TASK DIRECTIONS: Below this line is a set of entries; quote exactly the lines from the line that contains "assert!(LightnessBand::new(10.0, f64::NAN).is_err());" to the line that contains "assert_eq!(named, LightnessBand::MIDTONE_DARK);", both lines included.

Saved data entries:
____________________
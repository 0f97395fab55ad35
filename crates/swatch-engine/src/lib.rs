//! # swatch-engine — harmony palettes under a contrast gate
//!
//! Generates complete named palettes from a harmony family and a target
//! lightness band, keeps locked roles across regeneration, offers "more like
//! this" variation, and searches for a palette whose critical text pairs
//! meet WCAG contrast.
//!
//! # Architecture
//!
//! ```text
//! GenerationRequest { family, band, base, locks, enforce, mood }
//!     │
//!     ▼
//! harmony.rs:  base hue → hue set → core six → derived roles
//! presets.rs:  curated palettes for the `random` family
//! mood.rs:     HSL jitter of free roles (mood token path)
//!     │
//!     ▼
//! lock.rs:     copy locked roles from the base
//!     │
//!     ▼
//! contrast.rs: gated pairs pass/fail, full reports with text fixes
//!     │
//!     ▼
//! search.rs:   bounded retry loop (PaletteEngine)
//! batch.rs:    N independent searches → timestamped records
//! ```
//!
//! # Randomness
//!
//! Every draw goes through [`RandomSource`]. Pass a [`seeded`] [`StdRng`] for
//! reproducible output or [`thread_source`] for the default.

// Single-char math variables are standard in color science.
#![allow(clippy::many_single_char_names)]
// Hue/saturation/lightness variable names are inherently similar.
#![allow(clippy::similar_names)]
// Role tables and test grids are long by nature.
#![allow(clippy::too_many_lines)]

pub mod batch;
pub mod config;
pub mod contrast;
pub mod error;
pub mod harmony;
pub mod lock;
pub mod mood;
pub mod palette;
pub mod presets;
pub mod random;
pub mod search;

pub use batch::{BatchRecord, Compliance};
pub use config::{CorrectionConfig, EngineConfig, MoodConfig};
pub use contrast::{
    ContrastLevel, ContrastResult, TextSize, ValidationReport, accessible_version, check_contrast,
    contrast_ratio, relative_luminance, validate_palette,
};
pub use error::{PaletteError, PaletteResult};
pub use harmony::{HarmonyGenerator, LightnessBand, SchemeFamily};
pub use palette::{LockSet, Palette, RolePair, RoleSchema, role};
pub use presets::{Preset, PresetCatalog, Variant};
pub use random::{RandomSource, StdRng, ThreadRng, seeded, thread_source};
pub use search::{Candidate, GenerationRequest, PaletteEngine, SearchOutcome, SourceTag};
// ---------------------------------------------------------------------------
// Tests
// ---------------------------------------------------------------------------

#[cfg(test)]
mod tests {
    use super::*;
    use crate::presets::Preset;
    use crate::random::seeded;
    use swatch_color::color::hue_distance;

    fn hsl_of(palette: &Palette, r: &str) -> Hsl {
        palette.rgb(r).unwrap().unwrap().to_hsl()
    }

    fn generate(
        schema: &RoleSchema,
        family: SchemeFamily,
        band: LightnessBand,
        seed: u64,
    ) -> Candidate {
        let presets = PresetCatalog::builtin();
        let mut rng = seeded(seed);
        HarmonyGenerator::new(schema, &presets)
            .generate(family, band, &Palette::new(), &mut rng)
            .unwrap()
    }

    // ── SchemeFamily ────────────────────────────────────────────────

    #[test]
    fn family_names_round_trip() {
        for family in SchemeFamily::all() {
            assert_eq!(SchemeFamily::from_name(family.name()).unwrap(), *family);
        }
        assert_eq!("Triadic".parse::<SchemeFamily>().unwrap(), SchemeFamily::Triadic);
    }

    #[test]
    fn unknown_family_is_unsupported() {
        let err = SchemeFamily::from_name("pentagram").unwrap_err();
        assert!(matches!(
            err,
            PaletteError::UnsupportedSchemeFamily { ref name } if name == "pentagram"
        ));
    }

    #[test]
    fn hue_offsets_per_family() {
        assert_eq!(SchemeFamily::Monochromatic.hues(10.0), vec![10.0]);
        assert_eq!(SchemeFamily::Analogous.hues(10.0), vec![10.0, 40.0, 70.0]);
        assert_eq!(SchemeFamily::Complementary.hues(10.0), vec![10.0, 190.0]);
        assert_eq!(SchemeFamily::Triadic.hues(10.0), vec![10.0, 130.0, 250.0]);
        assert_eq!(SchemeFamily::Tetradic.hues(10.0), vec![10.0, 100.0, 190.0]);
    }

    #[test]
    fn hues_wrap() {
        for h in SchemeFamily::Triadic.hues(300.0) {
            assert!((0.0..360.0).contains(&h), "Hue out of range: {h}");
        }
        assert_eq!(SchemeFamily::Complementary.hues(-30.0), vec![330.0, 150.0]);
    }

    #[test]
    fn only_random_lacks_a_tone() {
        for family in SchemeFamily::all() {
            assert_eq!(family.tone().is_none(), *family == SchemeFamily::Random, "{family}");
        }
    }

    // ── LightnessBand ───────────────────────────────────────────────

    #[test]
    fn band_tokens() {
        assert_eq!(LightnessBand::from_token("light").unwrap(), LightnessBand::LIGHT);
        assert_eq!(
            LightnessBand::from_token("Midtone-Dark").unwrap(),
            LightnessBand::MIDTONE_DARK
        );
        assert_eq!(LightnessBand::DARK.name(), Some("dark"));
        assert!(matches!(
            LightnessBand::from_token("dim"),
            Err(PaletteError::UnknownLightnessBand { .. })
        ));
    }

    #[test]
    fn custom_band_validation() {
        let band = LightnessBand::new(20.0, 40.0).unwrap();
        assert_eq!(band.name(), None);
        assert!(LightnessBand::new(50.0, 40.0).is_err());
        assert!(LightnessBand::new(-1.0, 40.0).is_err());
        assert!(LightnessBand::new(10.0, 101.0).is_err());
        assert!(LightnessBand::new(f64::NAN, 40.0).is_err());
        assert!(LightnessBand::new(10.0, f64::NAN).is_err());
    }

    #[test]
    fn band_deserializes_from_token_or_range() {
        let named: LightnessBand = serde_json::from_str(r#""midtone-dark""#).unwrap();
        assert_eq!(named, LightnessBand::MIDTONE_DARK);
        let custom: LightnessBand = serde_json::from_str(r#"{"min": 20.0, "max": 40.0}"#).unwrap();
        assert_eq!((custom.min(), custom.max()), (20.0, 40.0));
        let same: LightnessBand = serde_json::from_str(r#"{"min": 10.0, "max": 25.0}"#).unwrap();
        assert_eq!(same, LightnessBand::DARK);
    }

    #[test]
    fn inverted_band_is_rejected_on_deserialize() {
        let err = serde_json::from_str::<LightnessBand>(r#"{"min": 60.0, "max": 40.0}"#)
            .unwrap_err()
            .to_string();
        let expected = PaletteError::InvalidLightnessBand { min: 60.0, max: 40.0 }.to_string();
        assert!(err.contains(&expected), "{err}");

        let err = serde_json::from_str::<LightnessBand>(r#"{"min": -5.0, "max": 40.0}"#);
        assert!(err.is_err());
        let err = serde_json::from_str::<LightnessBand>(r#""dim""#);
        assert!(err.is_err());
    }

    #[test]
    fn band_serializes_as_token_when_named() {
        assert_eq!(serde_json::to_string(&LightnessBand::LIGHT).unwrap(), r#""light""#);
        let custom = LightnessBand::new(20.0, 40.0).unwrap();
        let json = serde_json::to_value(custom).unwrap();
        assert_eq!(json["min"], 20.0);
        assert_eq!(json["max"], 40.0);
    }

    #[test]
    fn band_polarity() {
        assert!(LightnessBand::LIGHT.is_light());
        assert!(LightnessBand::LIGHT_MIDTONE.is_light());
        assert!(LightnessBand::MIDTONE.is_light());
        assert!(!LightnessBand::MIDTONE_DARK.is_light());
        assert!(!LightnessBand::DARK.is_light());
    }

    // ── Generation ──────────────────────────────────────────────────

    #[test]
    fn extended_output_is_complete() {
        let schema = RoleSchema::extended();
        for family in SchemeFamily::all() {
            for band in [LightnessBand::LIGHT, LightnessBand::MIDTONE, LightnessBand::DARK] {
                let candidate = generate(&schema, *family, band, 42);
                let missing = schema.missing_roles(&candidate.palette);
                assert!(missing.is_empty(), "{family} {band:?}: missing {missing:?}");
            }
        }
    }

    #[test]
    fn legacy_output_has_only_legacy_roles() {
        let schema = RoleSchema::legacy();
        let candidate = generate(&schema, SchemeFamily::Analogous, LightnessBand::LIGHT, 7);
        assert_eq!(candidate.palette.len(), 6);
        assert!(schema.is_complete(&candidate.palette));
    }

    #[test]
    fn background_roles_stay_in_band() {
        let schema = RoleSchema::extended();
        for seed in 1..40 {
            for band in [LightnessBand::LIGHT, LightnessBand::MIDTONE, LightnessBand::DARK] {
                let p = generate(&schema, SchemeFamily::Triadic, band, seed).palette;
                for r in [role::BACKGROUND, role::SURFACE, role::SURFACE_ALT] {
                    let l = hsl_of(&p, r).l;
                    // 8-bit rounding moves lightness by well under a point.
                    let (lo, hi) = (band.min() - 1.0, band.max() + 1.0);
                    assert!(l >= lo && l <= hi, "{r} {l} outside {band:?}");
                }
            }
        }
    }

    #[test]
    fn text_sits_at_legible_extreme() {
        let schema = RoleSchema::extended();
        let light = generate(&schema, SchemeFamily::Analogous, LightnessBand::LIGHT, 3).palette;
        assert!(hsl_of(&light, role::TEXT_PRIMARY).l < 15.0);
        let dark = generate(&schema, SchemeFamily::Analogous, LightnessBand::DARK, 3).palette;
        assert!(hsl_of(&dark, role::TEXT_PRIMARY).l > 90.0);
    }

    #[test]
    fn complementary_hues_are_opposite() {
        let schema = RoleSchema::extended();
        for seed in 1..100 {
            let family = SchemeFamily::Complementary;
            let p = generate(&schema, family, LightnessBand::LIGHT, seed).palette;
            let d = hue_distance(hsl_of(&p, role::PRIMARY).h, hsl_of(&p, role::SECONDARY).h);
            assert!((d - 180.0).abs() <= 1.0, "seed {seed}: hue distance {d}");
        }
    }

    #[test]
    fn triadic_hues_are_a_third_apart() {
        let schema = RoleSchema::extended();
        for seed in 1..50 {
            let p = generate(&schema, SchemeFamily::Triadic, LightnessBand::DARK, seed).palette;
            let primary = hsl_of(&p, role::PRIMARY).h;
            let d1 = hue_distance(primary, hsl_of(&p, role::SECONDARY).h);
            let d2 = hue_distance(primary, hsl_of(&p, role::ACCENT).h);
            assert!((d1 - 120.0).abs() <= 1.5, "seed {seed}: {d1}");
            assert!((d2 - 120.0).abs() <= 1.5, "seed {seed}: {d2}");
        }
    }

    #[test]
    fn monochromatic_keeps_one_hue() {
        let schema = RoleSchema::extended();
        for seed in 1..50 {
            let family = SchemeFamily::Monochromatic;
            let p = generate(&schema, family, LightnessBand::LIGHT, seed).palette;
            let primary = hsl_of(&p, role::PRIMARY).h;
            let secondary = hsl_of(&p, role::SECONDARY).h;
            assert!(hue_distance(primary, secondary) <= 2.0, "seed {seed}");
        }
    }

    #[test]
    fn legacy_primary_reads_on_every_band() {
        let schema = RoleSchema::legacy();
        for family in SchemeFamily::all().iter().filter(|f| f.tone().is_some()) {
            for (name, band) in LightnessBand::NAMED {
                for seed in 1..25 {
                    let p = generate(&schema, *family, band, seed).palette;
                    let bg = p.rgb(role::BACKGROUND).unwrap().unwrap();
                    let primary = p.rgb(role::PRIMARY).unwrap().unwrap();
                    let ratio = contrast_ratio(bg, primary);
                    assert!(ratio >= 4.5, "{family} {name} seed {seed}: {ratio:.2}");
                }
            }
        }
    }

    #[test]
    fn primary_is_untouched_without_the_background_pair() {
        let legacy = RoleSchema::legacy();
        let extended = RoleSchema::extended();
        let band = LightnessBand::MIDTONE;
        let mut moved = 0;
        for seed in 1..40 {
            let a = generate(&legacy, SchemeFamily::Analogous, band, seed).palette;
            let b = generate(&extended, SchemeFamily::Analogous, band, seed).palette;
            assert_eq!(a.get(role::BACKGROUND), b.get(role::BACKGROUND));
            if a.get(role::PRIMARY) != b.get(role::PRIMARY) {
                moved += 1;
            }
        }
        // Midtone backgrounds sit too close to a mid-lightness primary.
        assert!(moved > 0);
    }

    #[test]
    fn separation_respects_the_threshold() {
        let schema = RoleSchema::legacy();
        let presets = PresetCatalog::builtin();
        let generator = HarmonyGenerator::new(&schema, &presets).with_gate_threshold(3.0);
        for seed in 1..25 {
            let mut rng = seeded(seed);
            let p = generator
                .generate(SchemeFamily::Triadic, LightnessBand::MIDTONE, &Palette::new(), &mut rng)
                .unwrap()
                .palette;
            let bg = p.rgb(role::BACKGROUND).unwrap().unwrap();
            let primary = p.rgb(role::PRIMARY).unwrap().unwrap();
            assert!(contrast_ratio(bg, primary) >= 3.0, "seed {seed}");
        }
    }

    #[test]
    fn button_text_is_black_or_white() {
        let schema = RoleSchema::extended();
        for seed in 1..30 {
            let family = SchemeFamily::Tetradic;
            let p = generate(&schema, family, LightnessBand::MIDTONE, seed).palette;
            let text = p.rgb(role::BUTTON_TEXT).unwrap().unwrap();
            assert!(text == Rgb::BLACK || text == Rgb::WHITE);
        }
    }

    #[test]
    fn same_seed_same_palette() {
        let schema = RoleSchema::extended();
        let a = generate(&schema, SchemeFamily::Analogous, LightnessBand::DARK, 1234);
        let b = generate(&schema, SchemeFamily::Analogous, LightnessBand::DARK, 1234);
        assert_eq!(a, b);
    }

    #[test]
    fn different_seeds_differ() {
        let schema = RoleSchema::extended();
        let a = generate(&schema, SchemeFamily::Analogous, LightnessBand::DARK, 1);
        let b = generate(&schema, SchemeFamily::Analogous, LightnessBand::DARK, 2);
        assert_ne!(a.palette, b.palette);
    }

    #[test]
    fn unknown_roles_pass_through() {
        let schema = RoleSchema::legacy();
        let presets = PresetCatalog::builtin();
        let base = Palette::new()
            .with("x-logo", "not a color")
            .with(role::SURFACE, "#abcdef")
            .with(role::PRIMARY, "#000000");
        let mut rng = seeded(5);
        let out = HarmonyGenerator::new(&schema, &presets)
            .generate(SchemeFamily::Triadic, LightnessBand::LIGHT, &base, &mut rng)
            .unwrap()
            .palette;
        assert_eq!(out.get("x-logo"), Some("not a color"));
        // Outside the legacy schema, so untouched.
        assert_eq!(out.get(role::SURFACE), Some("#abcdef"));
        // Inside it, so regenerated.
        assert_ne!(out.get(role::PRIMARY), Some("#000000"));
    }

    // ── Random family ───────────────────────────────────────────────

    #[test]
    fn random_uses_matching_preset() {
        let schema = RoleSchema::extended();
        let catalog = PresetCatalog::builtin();
        for seed in 1..20 {
            let candidate = generate(&schema, SchemeFamily::Random, LightnessBand::DARK, seed);
            let SourceTag::Preset { name } = &candidate.source else {
                panic!("expected preset source, got {:?}", candidate.source);
            };
            let preset = catalog.get(name).unwrap();
            assert_eq!(preset.variant, Variant::Dark);
            let background = candidate.palette.get(role::BACKGROUND);
            assert_eq!(background, preset.colors.get(role::BACKGROUND));
            assert!(schema.is_complete(&candidate.palette));
        }
    }

    #[test]
    fn random_with_empty_catalog_is_unsupported() {
        let schema = RoleSchema::extended();
        let presets = PresetCatalog::default();
        let mut rng = seeded(1);
        let err = HarmonyGenerator::new(&schema, &presets)
            .generate(SchemeFamily::Random, LightnessBand::LIGHT, &Palette::new(), &mut rng)
            .unwrap_err();
        assert!(matches!(err, PaletteError::UnsupportedSchemeFamily { .. }));
    }

    #[test]
    fn preset_roles_override_derived_ones() {
        let schema = RoleSchema::extended();
        let colors = PresetCatalog::builtin()
            .get("paper")
            .unwrap()
            .colors
            .clone()
            .with(role::BRAND, "#C0FFEE");
        let presets = PresetCatalog::new(vec![Preset {
            name: "custom".to_string(),
            variant: Variant::Light,
            colors,
        }])
        .unwrap();
        let mut rng = seeded(9);
        let out = HarmonyGenerator::new(&schema, &presets)
            .generate(SchemeFamily::Random, LightnessBand::LIGHT, &Palette::new(), &mut rng)
            .unwrap()
            .palette;
        assert_eq!(out.get(role::BRAND), Some("#c0ffee"));
    }

    // ── fill_missing ────────────────────────────────────────────────

    #[test]
    fn fill_missing_keeps_present_roles() {
        let schema = RoleSchema::legacy();
        let presets = PresetCatalog::builtin();
        let base = Palette::new().with(role::BACKGROUND, "#ffffff");
        let mut rng = seeded(21);
        let out = HarmonyGenerator::new(&schema, &presets)
            .fill_missing(SchemeFamily::Analogous, LightnessBand::LIGHT, &base, &mut rng)
            .unwrap();
        assert_eq!(out.get(role::BACKGROUND), Some("#ffffff"));
        assert!(schema.is_complete(&out));
    }
}
//! WCAG contrast measurement, tier classification and text correction.
//!
//! - Normal text: AA at 4.5:1, AAA at 7:1
//! - Large text: AA at 3:1, AAA at 4.5:1
//!
//! Corrections only ever move the *text* color. Backgrounds belong to the
//! palette's character and are never auto-adjusted; a failing pair gets a
//! suggested replacement text color instead.

use serde::{Deserialize, Serialize};
use swatch_color::color::srgb_to_linear;
use swatch_color::{Hsl, Rgb};

use crate::config::CorrectionConfig;
use crate::error::PaletteResult;
use crate::palette::{Palette, RolePair, RoleSchema};

// ---------------------------------------------------------------------------
// Tiers
// ---------------------------------------------------------------------------

/// Text size class, which selects the threshold pair.
#[derive(Debug, Clone, Copy, PartialEq, Eq, Hash, Serialize, Deserialize)]
#[serde(rename_all = "lowercase")]
pub enum TextSize {
    Normal,
    Large,
}

impl TextSize {
    /// `(aa, aaa)` minimum ratios.
    #[must_use]
    pub const fn thresholds(self) -> (f64, f64) {
        match self {
            Self::Normal => (4.5, 7.0),
            Self::Large => (3.0, 4.5),
        }
    }

    /// Minimum ratio for AA.
    #[must_use]
    pub const fn aa(self) -> f64 {
        self.thresholds().0
    }
}

/// WCAG compliance tier.
#[derive(Debug, Clone, Copy, PartialEq, Eq, Hash, Serialize, Deserialize)]
pub enum ContrastLevel {
    #[serde(rename = "AAA")]
    Aaa,
    #[serde(rename = "AA")]
    Aa,
    #[serde(rename = "FAIL")]
    Fail,
}

/// Outcome of measuring one text/background pair.
#[derive(Debug, Clone, Copy, PartialEq, Serialize, Deserialize)]
pub struct ContrastResult {
    /// Always >= 1.0.
    pub ratio: f64,
    pub level: ContrastLevel,
    /// `true` for AA and AAA.
    pub accessible: bool,
}

// ---------------------------------------------------------------------------
// Measurement
// ---------------------------------------------------------------------------

/// Relative luminance per WCAG 2.x, in [0.0, 1.0].
///
///   L = 0.2126 * `R_lin` + 0.7152 * `G_lin` + 0.0722 * `B_lin`
#[must_use]
pub fn relative_luminance(color: Rgb) -> f64 {
    let (r, g, b) = color.to_unit();
    let r_lin = srgb_to_linear(r);
    let g_lin = srgb_to_linear(g);
    let b_lin = srgb_to_linear(b);
    0.2126f64.mul_add(r_lin, 0.7152f64.mul_add(g_lin, 0.0722 * b_lin))
}

/// WCAG contrast ratio in [1.0, 21.0], independent of argument order.
///
///   (`L_lighter` + 0.05) / (`L_darker` + 0.05)
#[must_use]
pub fn contrast_ratio(a: Rgb, b: Rgb) -> f64 {
    let la = relative_luminance(a);
    let lb = relative_luminance(b);
    let (lighter, darker) = if la >= lb { (la, lb) } else { (lb, la) };
    (lighter + 0.05) / (darker + 0.05)
}

/// Classify a ratio: at or above the high threshold is AAA, at or above
/// the low one is AA.
#[must_use]
pub fn classify(ratio: f64, size: TextSize) -> ContrastLevel {
    let (aa, aaa) = size.thresholds();
    if ratio >= aaa {
        ContrastLevel::Aaa
    } else if ratio >= aa {
        ContrastLevel::Aa
    } else {
        ContrastLevel::Fail
    }
}

#[must_use]
pub fn check_contrast(text: Rgb, background: Rgb, size: TextSize) -> ContrastResult {
    let ratio = contrast_ratio(text, background);
    let level = classify(ratio, size);
    ContrastResult {
        ratio,
        level,
        accessible: level != ContrastLevel::Fail,
    }
}

/// Black or white, whichever reads better on `background`.
#[must_use]
pub fn best_extreme(background: Rgb) -> Rgb {
    if contrast_ratio(Rgb::BLACK, background) >= contrast_ratio(Rgb::WHITE, background) {
        Rgb::BLACK
    } else {
        Rgb::WHITE
    }
}

// ---------------------------------------------------------------------------
// Correction
// ---------------------------------------------------------------------------

/// Return `text` if it already meets AA on `background`, otherwise a
/// corrected text color that does.
///
/// Lightness moves toward the legible extreme (darker on light backgrounds,
/// lighter on dark ones) by `config.step` of the remaining distance per
/// iteration, hue and saturation untouched. If `config.max_iterations`
/// steps are not enough the result is pure black or white, whichever
/// contrasts more. That fallback always clears AA, since the better of the
/// two never drops below ~4.58:1.
#[must_use]
pub fn accessible_version(
    text: Rgb,
    background: Rgb,
    size: TextSize,
    config: &CorrectionConfig,
) -> Rgb {
    let target = size.aa();
    if contrast_ratio(text, background) >= target {
        return text;
    }

    let extreme = best_extreme(background);
    let darken = extreme == Rgb::BLACK;
    let mut hsl = text.to_hsl();

    for _ in 0..config.max_iterations {
        let l = if darken {
            hsl.l * (1.0 - config.step)
        } else {
            (100.0 - hsl.l).mul_add(config.step, hsl.l)
        };
        hsl = Hsl::new(hsl.h, hsl.s, l);
        let candidate = hsl.to_rgb();
        if contrast_ratio(candidate, background) >= target {
            return candidate;
        }
    }

    extreme
}

// ---------------------------------------------------------------------------
// Palette validation
// ---------------------------------------------------------------------------

/// One checked pair.
#[derive(Debug, Clone, PartialEq, Serialize, Deserialize)]
pub struct PairReport {
    pub pair: RolePair,
    pub result: ContrastResult,
    /// Corrected text color, present only when the pair fails.
    pub suggestion: Option<String>,
}

/// Every schema check for a palette.
#[derive(Debug, Clone, PartialEq, Serialize, Deserialize)]
pub struct ValidationReport {
    pub schema: String,
    pub pairs: Vec<PairReport>,
    /// Pairs not evaluated because a role was absent from the palette.
    pub skipped: Vec<RolePair>,
}

impl ValidationReport {
    /// `true` when every evaluated pair reaches at least AA.
    #[must_use]
    pub fn is_accessible(&self) -> bool {
        self.pairs.iter().all(|p| p.result.accessible)
    }

    pub fn failures(&self) -> impl Iterator<Item = &PairReport> {
        self.pairs.iter().filter(|p| !p.result.accessible)
    }
}

/// Evaluate the schema's check table and suggest text fixes for failures.
///
/// # Errors
///
/// [`PaletteError::InvalidColorFormat`](crate::PaletteError::InvalidColorFormat)
/// when a checked role holds a malformed value.
pub fn validate_palette(
    palette: &Palette,
    schema: &RoleSchema,
    config: &CorrectionConfig,
) -> PaletteResult<ValidationReport> {
    let mut pairs = Vec::with_capacity(schema.checks.len());
    let mut skipped = Vec::new();

    for pair in &schema.checks {
        let (Some(text), Some(background)) =
            (palette.rgb(&pair.text)?, palette.rgb(&pair.background)?)
        else {
            skipped.push(pair.clone());
            continue;
        };

        let result = check_contrast(text, background, pair.size);
        let suggestion = (!result.accessible)
            .then(|| accessible_version(text, background, pair.size, config).to_hex());
        pairs.push(PairReport {
            pair: pair.clone(),
            result,
            suggestion,
        });
    }

    Ok(ValidationReport {
        schema: schema.name.clone(),
        pairs,
        skipped,
    })
}

/// The first gated pair below `threshold`.
#[derive(Debug, Clone, PartialEq)]
pub struct GateFailure<'a> {
    pub pair: &'a RolePair,
    /// `None` when one of the roles is absent.
    pub ratio: Option<f64>,
}

/// Check the schema's gated pairs pass/fail, without suggestions.
///
/// A gated role absent from the palette fails the gate.
///
/// # Errors
///
/// [`PaletteError::InvalidColorFormat`](crate::PaletteError::InvalidColorFormat)
/// when a gated role holds a malformed value.
pub fn gate_failure<'s>(
    palette: &Palette,
    schema: &'s RoleSchema,
    threshold: f64,
) -> PaletteResult<Option<GateFailure<'s>>> {
    for pair in &schema.gate {
        match (palette.rgb(&pair.text)?, palette.rgb(&pair.background)?) {
            (Some(text), Some(background)) => {
                let ratio = contrast_ratio(text, background);
                if ratio < threshold {
                    return Ok(Some(GateFailure { pair, ratio: Some(ratio) }));
                }
            }
            _ => return Ok(Some(GateFailure { pair, ratio: None })),
        }
    }
    Ok(None)
}

/// `true` when every gated pair reaches `threshold`.
///
/// # Errors
///
/// See [`gate_failure`].
pub fn passes_gate(palette: &Palette, schema: &RoleSchema, threshold: f64) -> PaletteResult<bool> {
    Ok(gate_failure(palette, schema, threshold)?.is_none())
}

// ---------------------------------------------------------------------------
// Tests
// ---------------------------------------------------------------------------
____________________
ANSWER SPACE:
        assert!(LightnessBand::new(10.0, f64::NAN).is_err());
    }

    #[test]
    fn band_deserializes_from_token_or_range() {
        let named: LightnessBand = serde_json::from_str(r#""midtone-dark""#).unwrap();
        assert_eq!(named, LightnessBand::MIDTONE_DARK);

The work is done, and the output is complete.